The court said it will pass its order after all the parties conclude their arguments.

Solicitor General Tushar Mehta, representing the government, argued that the convicts have a “deliberate, calculated, and well thought design to frustrate the mandate of law”. He told Justice Suresh Kait that they were exploiting the process of law. “Order [stay on hanging] passed by the trial court deserves to be stayed,” Mehta added. “Every convict is enjoying defeating the judicial system in the country.”

He said the credibility of the institution and its own power to execute death sentence is at stake in the case.

Mehta also referred to the case where four men accused of raping and murdering a veterinarian in Hyderabad were shot dead by the police under controversial circumstances on December 6, ANI reported. “People celebrated after the encounter of rape accused in Telangana,” he said. “It was not the celebration of the police, it was the celebration of justice.”

“There cannot be any delay in the interest of justice, death sentence cannot be delayed,” Mehta said. “In the interest of the convict, any delay in death sentence will have a dehumanising effect on the accused.”

Meanwhile, lawyer AP Singh, appearing for the convicts, argued that there is no prescribed time given to execute the death sentence by the Supreme Court and Constitution. “Why only in this case there is a hurry,” he asked the court. “Justice hurried is justice buried.”

He said the four convicts in the case come from poor, rural and Dalit families. “The convicts cannot be made to bear brunt of ambiguity in the law,” Singh added.

Advocate Rebecca John, arguing on behalf of convict Mukesh Kumar Singh, said the Constitution allowed them to exercise legal remedies available till the last breath of their life. “Why did they [Centre] not move anything earlier,” she asked. “You cannot condemn me for using my legal remedies.”

On Saturday, the Delhi High Court had asked the four convicts to reply to the Centre’s plea. Justice Suresh Kait also issued a notice to the Tihar Jail chief after the lawyer representing the prison authorities told the court that he would need to seek instructions.

Mehta had argued on Saturday that the convicts were trying the patience of the country by their delaying tactics. “This gangrape case will go down in the history of India where convicts of heinous crime are trying patience of country,” Mehta said.

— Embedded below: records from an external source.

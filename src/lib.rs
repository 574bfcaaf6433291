pub mod cache;
pub mod config;
pub mod error;
pub mod loader;
pub mod metrics;
pub mod warehouse;

pub use cache::{CacheKey, MetricsCache};
pub use config::{ClientOptions, ConnectionConfig, ConnectionSettings, Secret, Settings, TableRef};
pub use error::{ErrorKind, MetricsError, Result};
pub use loader::{LoadReport, MetricsLoader};
pub use metrics::{MetricsSnapshot, NationalSummary, OccupationDetail, RegionAggregate};
pub use warehouse::{ResultSet, StatementApiWarehouse, Warehouse, WarehouseConnection};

The solicitor general alleged that the convicts had taken the legal process for a joyride.

President Ram Nath Kovind has rejected the mercy pleas of two of the convicts – Mukesh Singh and Vinay Sharma. Akshay Singh filed a mercy plea before Kovind on Saturday. The fourth convict, Pawan Gupta, has not yet filed one. The four men were in 2013 sentenced to death for raping and murdering a paramedical student on the night of December 16, 2012. The incident had sparked countrywide protests. The student died 13 days later at a Singapore hospital.

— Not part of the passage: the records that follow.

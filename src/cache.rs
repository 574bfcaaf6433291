//! Time-windowed cache for loaded metrics
//!
//! Holds at most one snapshot, keyed by everything that determines its
//! content: connection, table and statement text. Only ready snapshots are
//! stored, so a failed or empty load is attempted again on the next call.

use crate::config::{ConnectionConfig, ConnectionSettings, TableRef, DEFAULT_CACHE_TTL};
use crate::loader::{degrade, LoadReport, MetricsLoader};
use crate::metrics::{queries, MetricsSnapshot};
use crate::warehouse::Warehouse;
use chrono::{DateTime, Utc};
use std::collections::hash_map::DefaultHasher;
use std::hash::{Hash, Hasher};
use std::time::Duration;
use tracing::debug;

#[derive(Debug, Clone, Copy, PartialEq, Eq, Hash)]
pub struct CacheKey(u64);

impl CacheKey {
    pub fn new(config: &ConnectionConfig, table: &TableRef) -> Self {
        let mut hasher = DefaultHasher::new();
        config.hash(&mut hasher);
        table.hash(&mut hasher);
        queries::region_aggregate(table).hash(&mut hasher);
        queries::occupation_detail(table).hash(&mut hasher);
        Self(hasher.finish())
    }
}

#[derive(Debug, Clone)]
struct CacheEntry {
    key: CacheKey,
    snapshot: MetricsSnapshot,
    fetched_at: DateTime<Utc>,
}

#[derive(Debug, Clone)]
pub struct MetricsCache {
    ttl: Duration,
    entry: Option<CacheEntry>,
}

impl Default for MetricsCache {
    fn default() -> Self {
        Self::new(DEFAULT_CACHE_TTL)
    }
}

impl MetricsCache {
    pub fn new(ttl: Duration) -> Self {
        Self { ttl, entry: None }
    }

    pub fn ttl(&self) -> Duration {
        self.ttl
    }

    pub fn fetched_at(&self) -> Option<DateTime<Utc>> {
        self.entry.as_ref().map(|e| e.fetched_at)
    }

    /// True when there is no entry or the entry is at least `ttl` old.
    pub fn is_stale(&self, now: DateTime<Utc>) -> bool {
        match &self.entry {
            None => true,
            Some(entry) => {
                // A clock that moved backwards reads as age zero.
                let age = now
                    .signed_duration_since(entry.fetched_at)
                    .to_std()
                    .unwrap_or(Duration::ZERO);
                age >= self.ttl
            }
        }
    }

    pub fn get(&self, key: CacheKey, now: DateTime<Utc>) -> Option<&MetricsSnapshot> {
        if self.is_stale(now) {
            return None;
        }
        self.entry
            .as_ref()
            .filter(|e| e.key == key)
            .map(|e| &e.snapshot)
    }

    pub fn insert(&mut self, key: CacheKey, snapshot: MetricsSnapshot, fetched_at: DateTime<Utc>) {
        self.entry = Some(CacheEntry {
            key,
            snapshot,
            fetched_at,
        });
    }

    pub fn invalidate(&mut self) {
        self.entry = None;
    }

    /// Serve from the cache when fresh, otherwise load and remember the result.
    pub async fn load_through<W: Warehouse>(
        &mut self,
        loader: &MetricsLoader<W>,
        settings: &ConnectionSettings,
        table: &TableRef,
        now: DateTime<Utc>,
    ) -> LoadReport {
        let config = match settings.validate() {
            Ok(config) => config,
            Err(e) => return degrade(e, table),
        };
        let key = CacheKey::new(&config, table);

        if let Some(snapshot) = self.get(key, now) {
            debug!(table = %table, "Serving metrics from cache");
            return LoadReport::cached(snapshot.clone());
        }

        match loader.load_with_config(&config, table).await {
            Ok(snapshot) => {
                if snapshot.is_ready() {
                    self.insert(key, snapshot.clone(), now);
                }
                LoadReport::loaded(snapshot)
            }
            Err(e) => degrade(e, table),
        }
    }
}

The convicts were given the death penalty – first by a trial court in September 2013, which was upheld by the Delhi High Court six months later and the Supreme Court in May 2017.

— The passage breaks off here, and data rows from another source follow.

//! SQL Statement Execution API client
//!
//! Statements run over the warehouse REST endpoint:
//! - POST /api/2.0/sql/statements submits and waits up to `wait_timeout`
//! - GET /api/2.0/sql/statements/{id} polls until the statement is terminal
//! - GET on `next_chunk_internal_link` pages through inline results
//! - POST /api/2.0/sql/statements/{id}/cancel releases unfinished work on close

use crate::config::{ClientOptions, ConnectionConfig, Secret};
use crate::error::{MetricsError, Result};
use crate::warehouse::{ResultSet, Warehouse, WarehouseConnection};
use async_trait::async_trait;
use reqwest::{Client, RequestBuilder, Response, StatusCode};
use serde::de::DeserializeOwned;
use serde::{Deserialize, Serialize};
use serde_json::Value;
use std::time::{Duration, Instant};
use tracing::{debug, info, warn};

// The endpoint only accepts 0 (asynchronous) or 5-50 seconds.
const MAX_WAIT_SECS: u64 = 50;
const MIN_WAIT_SECS: u64 = 5;
// Head room between the server-side wait and the client request deadline.
const REQUEST_MARGIN: Duration = Duration::from_secs(5);
const MAX_CHUNKS: usize = 10_000;

/// Warehouse reached through the SQL Statement Execution REST API
pub struct StatementApiWarehouse {
    client: Client,
    options: ClientOptions,
}

impl StatementApiWarehouse {
    pub fn new(options: ClientOptions) -> Result<Self> {
        let client = Client::builder()
            .timeout(options.request_timeout)
            .connect_timeout(options.connect_timeout)
            .tcp_keepalive(Duration::from_secs(60))
            .build()?;

        Ok(Self { client, options })
    }

    pub fn options(&self) -> &ClientOptions {
        &self.options
    }
}

#[async_trait]
impl Warehouse for StatementApiWarehouse {
    fn name(&self) -> &'static str {
        "statement-api"
    }

    async fn connect(&self, config: &ConnectionConfig) -> Result<Box<dyn WarehouseConnection>> {
        let mut conn = StatementApiConnection {
            client: self.client.clone(),
            base_url: config.base_url(),
            token: config.token().clone(),
            warehouse_id: config.warehouse_id().to_string(),
            options: self.options.clone(),
            in_flight: Vec::new(),
            closed: false,
        };

        match conn.handshake().await {
            Ok(()) => Ok(Box::new(conn)),
            Err(e) => {
                // Nothing was submitted yet, so there is nothing to release.
                conn.closed = true;
                Err(e)
            }
        }
    }
}

#[derive(Debug, Serialize)]
struct StatementRequest<'a> {
    statement: &'a str,
    warehouse_id: &'a str,
    wait_timeout: String,
    on_wait_timeout: &'static str,
    disposition: &'static str,
    format: &'static str,
}

#[derive(Debug, Deserialize)]
struct StatementResponse {
    statement_id: String,
    status: StatementStatus,
    #[serde(default)]
    manifest: Option<ResultManifest>,
    #[serde(default)]
    result: Option<ResultChunk>,
}

#[derive(Debug, Deserialize)]
struct StatementStatus {
    state: StatementState,
    #[serde(default)]
    error: Option<ServiceError>,
}

#[derive(Debug, Clone, Copy, PartialEq, Eq, Deserialize)]
#[serde(rename_all = "UPPERCASE")]
enum StatementState {
    Pending,
    Running,
    Succeeded,
    Failed,
    Canceled,
    Closed,
    #[serde(other)]
    Unknown,
}

impl StatementState {
    fn is_terminal(self) -> bool {
        !matches!(self, StatementState::Pending | StatementState::Running)
    }
}

#[derive(Debug, Deserialize)]
struct ServiceError {
    #[serde(default)]
    error_code: Option<String>,
    #[serde(default)]
    message: Option<String>,
}

#[derive(Debug, Deserialize)]
struct ResultManifest {
    schema: ResultSchema,
}

#[derive(Debug, Deserialize)]
struct ResultSchema {
    #[serde(default)]
    columns: Vec<ColumnInfo>,
}

#[derive(Debug, Deserialize)]
struct ColumnInfo {
    name: String,
    #[serde(default)]
    position: Option<usize>,
}

#[derive(Debug, Default, Deserialize)]
struct ResultChunk {
    #[serde(default)]
    data_array: Option<Vec<Vec<Value>>>,
    #[serde(default)]
    next_chunk_internal_link: Option<String>,
}

#[derive(Debug, Deserialize)]
struct WarehouseInfo {
    #[serde(default)]
    name: Option<String>,
    #[serde(default)]
    state: Option<String>,
}

/// One open session against a warehouse.
///
/// Tracks submitted statements that have not reached a terminal state so
/// `close` can cancel them.
pub struct StatementApiConnection {
    client: Client,
    base_url: String,
    token: Secret,
    warehouse_id: String,
    options: ClientOptions,
    in_flight: Vec<String>,
    closed: bool,
}

impl StatementApiConnection {
    async fn handshake(&self) -> Result<()> {
        let url = format!("{}/api/2.0/sql/warehouses/{}", self.base_url, self.warehouse_id);
        let info: WarehouseInfo = self
            .send_json(self.client.get(&url), "open warehouse connection")
            .await?;

        info!(
            warehouse_id = %self.warehouse_id,
            warehouse_name = info.name.as_deref().unwrap_or(""),
            state = info.state.as_deref().unwrap_or("UNKNOWN"),
            "Connected to SQL warehouse"
        );
        Ok(())
    }

    fn wait_timeout(&self) -> String {
        wait_timeout_for(self.options.statement_timeout, self.options.request_timeout)
    }

    fn resolve(&self, link: &str) -> String {
        if link.starts_with("http://") || link.starts_with("https://") {
            link.to_string()
        } else {
            format!("{}{}", self.base_url, link)
        }
    }

    async fn send(&self, request: RequestBuilder, action: &str) -> Result<Response> {
        let response = request
            .bearer_auth(self.token.expose())
            .send()
            .await
            .map_err(|e| {
                if e.is_timeout() {
                    MetricsError::Timeout(format!("{} timed out: {}", action, e))
                } else {
                    MetricsError::Connection(format!("failed to {}: {}", action, e))
                }
            })?;

        let status = response.status();
        if status == StatusCode::UNAUTHORIZED || status == StatusCode::FORBIDDEN {
            return Err(MetricsError::Authentication(format!(
                "{} rejected with status {}",
                action, status
            )));
        }
        if !status.is_success() {
            let text = response.text().await.unwrap_or_default();
            return Err(MetricsError::Connection(format!(
                "{} failed with status {}: {}",
                action, status, text
            )));
        }

        Ok(response)
    }

    async fn send_json<T: DeserializeOwned>(&self, request: RequestBuilder, action: &str) -> Result<T> {
        let response = self.send(request, action).await?;
        response.json::<T>().await.map_err(|e| {
            MetricsError::MalformedResult(format!("failed to parse {} response: {}", action, e))
        })
    }
}

#[async_trait]
impl WarehouseConnection for StatementApiConnection {
    async fn execute(&mut self, sql: &str) -> Result<ResultSet> {
        if self.closed {
            return Err(MetricsError::Connection("connection is closed".to_string()));
        }

        let started = Instant::now();
        debug!(sql, "Submitting statement");

        let request = StatementRequest {
            statement: sql,
            warehouse_id: &self.warehouse_id,
            wait_timeout: self.wait_timeout(),
            on_wait_timeout: "CONTINUE",
            disposition: "INLINE",
            format: "JSON_ARRAY",
        };
        let url = format!("{}/api/2.0/sql/statements", self.base_url);
        let mut response: StatementResponse = self
            .send_json(self.client.post(&url).json(&request), "submit statement")
            .await?;

        let statement_id = response.statement_id.clone();
        self.in_flight.push(statement_id.clone());

        let status_url = format!("{}/api/2.0/sql/statements/{}", self.base_url, statement_id);
        while !response.status.state.is_terminal() {
            if started.elapsed() >= self.options.statement_timeout {
                return Err(MetricsError::Timeout(format!(
                    "statement {} still {:?} after {:?}",
                    statement_id, response.status.state, self.options.statement_timeout
                )));
            }
            tokio::time::sleep(self.options.poll_interval).await;
            response = self
                .send_json(self.client.get(&status_url), "poll statement")
                .await?;
        }
        self.in_flight.retain(|id| id != &statement_id);

        if response.status.state != StatementState::Succeeded {
            return Err(MetricsError::Statement(describe_failure(
                &statement_id,
                response.status.state,
                response.status.error.as_ref(),
            )));
        }

        let manifest = response.manifest.ok_or_else(|| {
            MetricsError::MalformedResult(format!("statement {} returned no manifest", statement_id))
        })?;
        let mut columns = manifest.schema.columns;
        columns.sort_by_key(|c| c.position.unwrap_or(usize::MAX));
        let columns: Vec<String> = columns.into_iter().map(|c| c.name).collect();

        let first = response.result.unwrap_or_default();
        let mut data = first.data_array.unwrap_or_default();
        let mut next = first.next_chunk_internal_link;
        let mut chunks = 0;

        while let Some(link) = next {
            chunks += 1;
            if chunks > MAX_CHUNKS {
                return Err(MetricsError::MalformedResult(format!(
                    "statement {} exceeded {} result chunks",
                    statement_id, MAX_CHUNKS
                )));
            }
            let chunk: ResultChunk = self
                .send_json(self.client.get(self.resolve(&link)), "fetch result chunk")
                .await?;
            data.extend(chunk.data_array.unwrap_or_default());
            next = chunk.next_chunk_internal_link;
        }

        let result = ResultSet::from_json_rows(columns, data)?;
        info!(
            statement_id = %statement_id,
            rows = result.len(),
            elapsed_ms = started.elapsed().as_millis() as u64,
            "Statement succeeded"
        );
        Ok(result)
    }

    async fn close(&mut self) -> Result<()> {
        if self.closed {
            return Ok(());
        }
        self.closed = true;

        let unfinished = std::mem::take(&mut self.in_flight);
        let mut first_error = None;
        for statement_id in unfinished {
            let url = format!("{}/api/2.0/sql/statements/{}/cancel", self.base_url, statement_id);
            match self.send(self.client.post(&url), "cancel statement").await {
                Ok(_) => info!(statement_id = %statement_id, "Cancelled unfinished statement"),
                Err(e) => {
                    warn!(statement_id = %statement_id, error = %e, "Failed to cancel statement");
                    first_error.get_or_insert(e);
                }
            }
        }

        debug!(warehouse_id = %self.warehouse_id, "Warehouse connection closed");
        match first_error {
            Some(e) => Err(e),
            None => Ok(()),
        }
    }
}

impl Drop for StatementApiConnection {
    fn drop(&mut self) {
        if !self.closed {
            warn!(
                warehouse_id = %self.warehouse_id,
                in_flight = self.in_flight.len(),
                "Warehouse connection dropped without close"
            );
        }
    }
}

/// Server-side wait for the submit call. It stays below the client request
/// deadline so a slow statement falls back to polling instead of timing out
/// the submit before its id is known.
fn wait_timeout_for(statement_timeout: Duration, request_timeout: Duration) -> String {
    let request_bound = request_timeout.saturating_sub(REQUEST_MARGIN).as_secs();
    let secs = statement_timeout
        .as_secs()
        .min(request_bound)
        .min(MAX_WAIT_SECS);
    let secs = if secs < MIN_WAIT_SECS { 0 } else { secs };
    format!("{}s", secs)
}

fn describe_failure(statement_id: &str, state: StatementState, error: Option<&ServiceError>) -> String {
    let message = error
        .and_then(|e| e.message.as_deref())
        .unwrap_or("no message from warehouse");
    match error.and_then(|e| e.error_code.as_deref()) {
        Some(code) => format!("statement {} {:?}: {} ({})", statement_id, state, message, code),
        None => format!("statement {} {:?}: {}", statement_id, state, message),
    }
}

#[cfg(test)]
mod tests {
    use super::*;

    #[test]
    fn test_wait_timeout_respects_endpoint_bounds() {
        let request = Duration::from_secs(60);
        assert_eq!(wait_timeout_for(Duration::from_secs(120), request), "50s");
        assert_eq!(wait_timeout_for(Duration::from_secs(30), request), "30s");
        assert_eq!(wait_timeout_for(Duration::from_secs(3), request), "0s");
        assert_eq!(wait_timeout_for(Duration::from_millis(200), request), "0s");
    }

    #[test]
    fn test_wait_timeout_stays_below_request_timeout() {
        let statement = Duration::from_secs(120);
        assert_eq!(wait_timeout_for(statement, Duration::from_secs(30)), "25s");
        assert_eq!(wait_timeout_for(statement, Duration::from_secs(9)), "0s");
        assert_eq!(wait_timeout_for(statement, Duration::from_secs(5)), "0s");
        assert_eq!(wait_timeout_for(statement, Duration::from_millis(500)), "0s");
    }

    #[test]
    fn test_state_parsing() {
        let status: StatementStatus =
            serde_json::from_str(r#"{"state": "RUNNING"}"#).unwrap();
        assert_eq!(status.state, StatementState::Running);
        assert!(!status.state.is_terminal());

        let status: StatementStatus =
            serde_json::from_str(r#"{"state": "SOMETHING_NEW"}"#).unwrap();
        assert_eq!(status.state, StatementState::Unknown);
        assert!(status.state.is_terminal());
    }

    #[test]
    fn test_failure_description_includes_server_detail() {
        let error = ServiceError {
            error_code: Some("BAD_REQUEST".to_string()),
            message: Some("TABLE_OR_VIEW_NOT_FOUND".to_string()),
        };
        let text = describe_failure("01ef", StatementState::Failed, Some(&error));
        assert_eq!(text, "statement 01ef Failed: TABLE_OR_VIEW_NOT_FOUND (BAD_REQUEST)");

        let text = describe_failure("01ef", StatementState::Canceled, None);
        assert_eq!(text, "statement 01ef Canceled: no message from warehouse");
    }
}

On Friday, the Supreme Court had dismissed the plea of Pawan Gupta, seeking a review of the top court’s decision to reject his claim that he was a juvenile at the time of the crime. On January 20, the Supreme Court had dismissed Gupta’s claim that he was a juvenile when he, along with five others, raped the woman on a bus. Earlier, the Delhi High Court had rejected his claim too and fined his lawyer AP Singh Rs 25,000 for wasting its time.